Furthermore, we set a cut-off value based on the Youden-indices of the ROC curves of the three XGBoost models. In the first model, the threshold for predicting the death of a patient was set at a probability of 16.11, and in the second and third model, it was set at 18.05 and 12.96 respectively. At these thresholds, we determined the metrics of sensitivity, specificity, positive predictive value, and negative predictive value for each validation period. This consistently showed poor positive predictive value with acceptable sensitivity and good specificity while negative predictive value was consistently high. The specificity of the first model decreased significantly when applied to the first wave data. The other changes were not significant because of the wide confidence intervals. However, the second model is expected to lose sensitivity when applied to data from after the second wave. The cut-off values and metrics are shown in Table 3.

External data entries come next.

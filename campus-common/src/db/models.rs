//! Database models shared across services

use chrono::{DateTime, Utc};
use serde::{Deserialize, Serialize};

#[derive(Debug, Clone, Serialize, Deserialize)]
pub struct Setting {
    pub key: String,
    pub value: String,
}

#[derive(Debug, Clone, Serialize, Deserialize)]
#[cfg_attr(feature = "sqlx", derive(sqlx::FromRow))]
pub struct User {
    pub guid: String,
    pub username: String,
    pub email: String,
    #[serde(skip_serializing)]
    pub password_hash: String,
    #[serde(skip_serializing)]
    pub password_salt: String,
    pub role: String,
    pub bio: Option<String>,
    pub photo_path: Option<String>,
    pub xp: i64,
}

#[derive(Debug, Clone, Serialize, Deserialize)]
#[cfg_attr(feature = "sqlx", derive(sqlx::FromRow))]
pub struct Course {
    pub guid: String,
    pub title: String,
    pub subtitle: Option<String>,
    pub description: Option<String>,
    pub category: String,
    pub level: Option<String>,
    pub price_cents: i64,
    pub thumbnail_path: Option<String>,
    pub creator_id: String,
    pub is_published: bool,
}

#[derive(Debug, Clone, Serialize, Deserialize)]
#[cfg_attr(feature = "sqlx", derive(sqlx::FromRow))]
pub struct Lecture {
    pub guid: String,
    pub course_id: String,
    pub title: String,
    pub position: i64,
    pub video_path: Option<String>,
    pub audio_path: Option<String>,
    pub notes_path: Option<String>,
    pub is_preview_free: bool,
}

#[derive(Debug, Clone, Serialize, Deserialize)]
#[cfg_attr(feature = "sqlx", derive(sqlx::FromRow))]
pub struct Quiz {
    pub guid: String,
    pub course_id: String,
    pub lecture_id: String,
    pub title: String,
    pub created_by: String,
    pub total_attempts: i64,
    pub total_score_sum: f64,
    pub highest_score: f64,
}

#[derive(Debug, Clone, Serialize, Deserialize)]
#[cfg_attr(feature = "sqlx", derive(sqlx::FromRow))]
pub struct QuizQuestion {
    pub guid: String,
    pub quiz_id: String,
    pub position: i64,
    pub text: String,
    pub option_a: String,
    pub option_b: String,
    pub option_c: String,
    pub option_d: String,
    pub correct_option: i64,
}

#[derive(Debug, Clone, Serialize, Deserialize)]
#[cfg_attr(feature = "sqlx", derive(sqlx::FromRow))]
pub struct QuizResult {
    pub guid: String,
    pub quiz_id: String,
    pub user_id: String,
    pub score: i64,
    pub total_questions: i64,
    pub percentage: f64,
    pub submitted_at: DateTime<Utc>,
}

#[derive(Debug, Clone, Serialize, Deserialize)]
#[cfg_attr(feature = "sqlx", derive(sqlx::FromRow))]
pub struct LiveLecture {
    pub guid: String,
    pub course_id: String,
    pub instructor_id: String,
    pub topic: String,
    pub description: Option<String>,
    pub start_time: DateTime<Utc>,
    pub duration_minutes: i64,
    pub meeting_id: String,
    pub is_active: bool,
    pub recording_path: Option<String>,
    pub notes_path: Option<String>,
    pub ended_at: Option<DateTime<Utc>>,
}

#[derive(Debug, Clone, Serialize, Deserialize)]
#[cfg_attr(feature = "sqlx", derive(sqlx::FromRow))]
pub struct Review {
    pub guid: String,
    pub course_id: String,
    pub user_id: String,
    pub rating: i64,
    pub comment: Option<String>,
    pub created_at: DateTime<Utc>,
}

#[derive(Debug, Clone, Serialize, Deserialize)]
#[cfg_attr(feature = "sqlx", derive(sqlx::FromRow))]
pub struct CourseMessage {
    pub guid: String,
    pub course_id: String,
    pub sender_id: String,
    pub body: String,
    pub upvotes: i64,
    pub created_at: DateTime<Utc>,
}

/// One indexed chunk of lecture notes with its embedding vector.
///
/// The vector is stored as a JSON array; decode with [`EmbeddingRow::vector`].
#[derive(Debug, Clone, Serialize, Deserialize)]
#[cfg_attr(feature = "sqlx", derive(sqlx::FromRow))]
pub struct EmbeddingRow {
    pub guid: String,
    pub course_id: String,
    pub lecture_id: String,
    pub chunk: String,
    pub embedding: String,
    pub model: String,
    pub dim: i64,
}

impl EmbeddingRow {
    /// Decode the stored JSON vector
    pub fn vector(&self) -> Result<Vec<f32>, serde_json::Error> {
        serde_json::from_str(&self.embedding)
    }
}

#[derive(Debug, Clone, Serialize, Deserialize)]
#[cfg_attr(feature = "sqlx", derive(sqlx::FromRow))]
pub struct ChatMessage {
    pub guid: String,
    pub chat_id: String,
    pub role: String,
    pub content: String,
    pub created_at: DateTime<Utc>,
}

Table 3 Statistical assessment of different classifiers [95% CI] at the respective cut-off-values for the XGBoost models


We developed machine-learning algorithms to predict perioperative mortality based on pre-operatively available data. Such models can aid decision-making during periods of scarce resources, like during the Covid-19 pandemic when intensive care beds for non-Covid patients were lacking. This makes the question of how robust such a model is to external influences all the more important. To address this issue, we developed three models with data from different phases before and during the pandemic using an XGBoost algorithm and a Deep Learning neural network. Our results show that precision-recall-trade-off was poor in both XGBoost and DL which is mostly due to an imbalanced data set: Mortality, as the end point of the study, is a very rare event with a frequency between 0.8 and 1.0%. AUPR decreases when the pre-pandemic models are used on first-wave data and recovers in the course. The same observation can be made after the first wave when the pre-pandemic and first wave data model is applied. In this respect, XGBoost and DL behave very similarly. The AUROC of the XGBoost models perform consistently very good with values > 0.9 while the DL model shows strong fluctuations in the individual pandemic phases, but both can recover fully or partially after an initial worsening.

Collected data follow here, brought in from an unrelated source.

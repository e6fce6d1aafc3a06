//! HTTP API handlers for campus-api

pub mod attention;
pub mod auth;
pub mod chat;
pub mod courses;
pub mod error;
pub mod health;
pub mod lectures;
pub mod live;
pub mod payments;
pub mod quizzes;
pub mod reviews;
pub mod sse;
pub mod users;

pub use error::ApiError;
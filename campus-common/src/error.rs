//! Common error types for CAMPUS

use thiserror::Error;

/// Common result type for CAMPUS operations
pub type Result<T> = std::result::Result<T, Error>;

/// Common error types across CAMPUS services
#[derive(Error, Debug)]
pub enum Error {
    /// Database operation error (wraps sqlx::Error)
    #[cfg(feature = "sqlx")]
    #[error("Database error: {0}")]
    Database(#[from] sqlx::Error),

    /// I/O operation error (wraps std::io::Error)
    #[error("IO error: {0}")]
    Io(#[from] std::io::Error),

    /// Configuration loading or validation error
    #[error("Configuration error: {0}")]
    Config(String),

    /// Requested resource not found
    #[error("Not found: {0}")]
    NotFound(String),

    /// Invalid user input or request parameter
    #[error("Invalid input: {0}")]
    InvalidInput(String),

    /// Caller is not authenticated or the session expired
    #[error("Unauthorized: {0}")]
    Unauthorized(String),

    /// Upstream service call failed (model server, payment provider, ...)
    #[error("Upstream error: {0}")]
    Upstream(String),

    /// Internal server error
    #[error("Internal error: {0}")]
    Internal(String),
}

To make the changes a little more descriptive, we have determined cut-off values for mortality prediction of the XGBoost models based on the Youden index. This illustrates that the proportion of false positive predictions is quite high, whereas the models perform very well by predicting negatives. It is evident that specificity and sensitivity show fluctuations in the different pandemic phases.

Gradient boosting methods are among the most commonly used algorithms in the field of perioperative medicine and often show excellent performance [10, 11]. However, there is evidence in the current literature that deep learning methods are superior to XGBoost with respect to AUROC [12] which made us use both methods. However, our results cannot support the superiority hypothesis for DL. Foremost, the DL models in our study showed much more pronounced fluctuations in AUROC than XGBoost, and our results show that the phenomenon of performance degradation under covariate shift is not limited to the XGBoost method.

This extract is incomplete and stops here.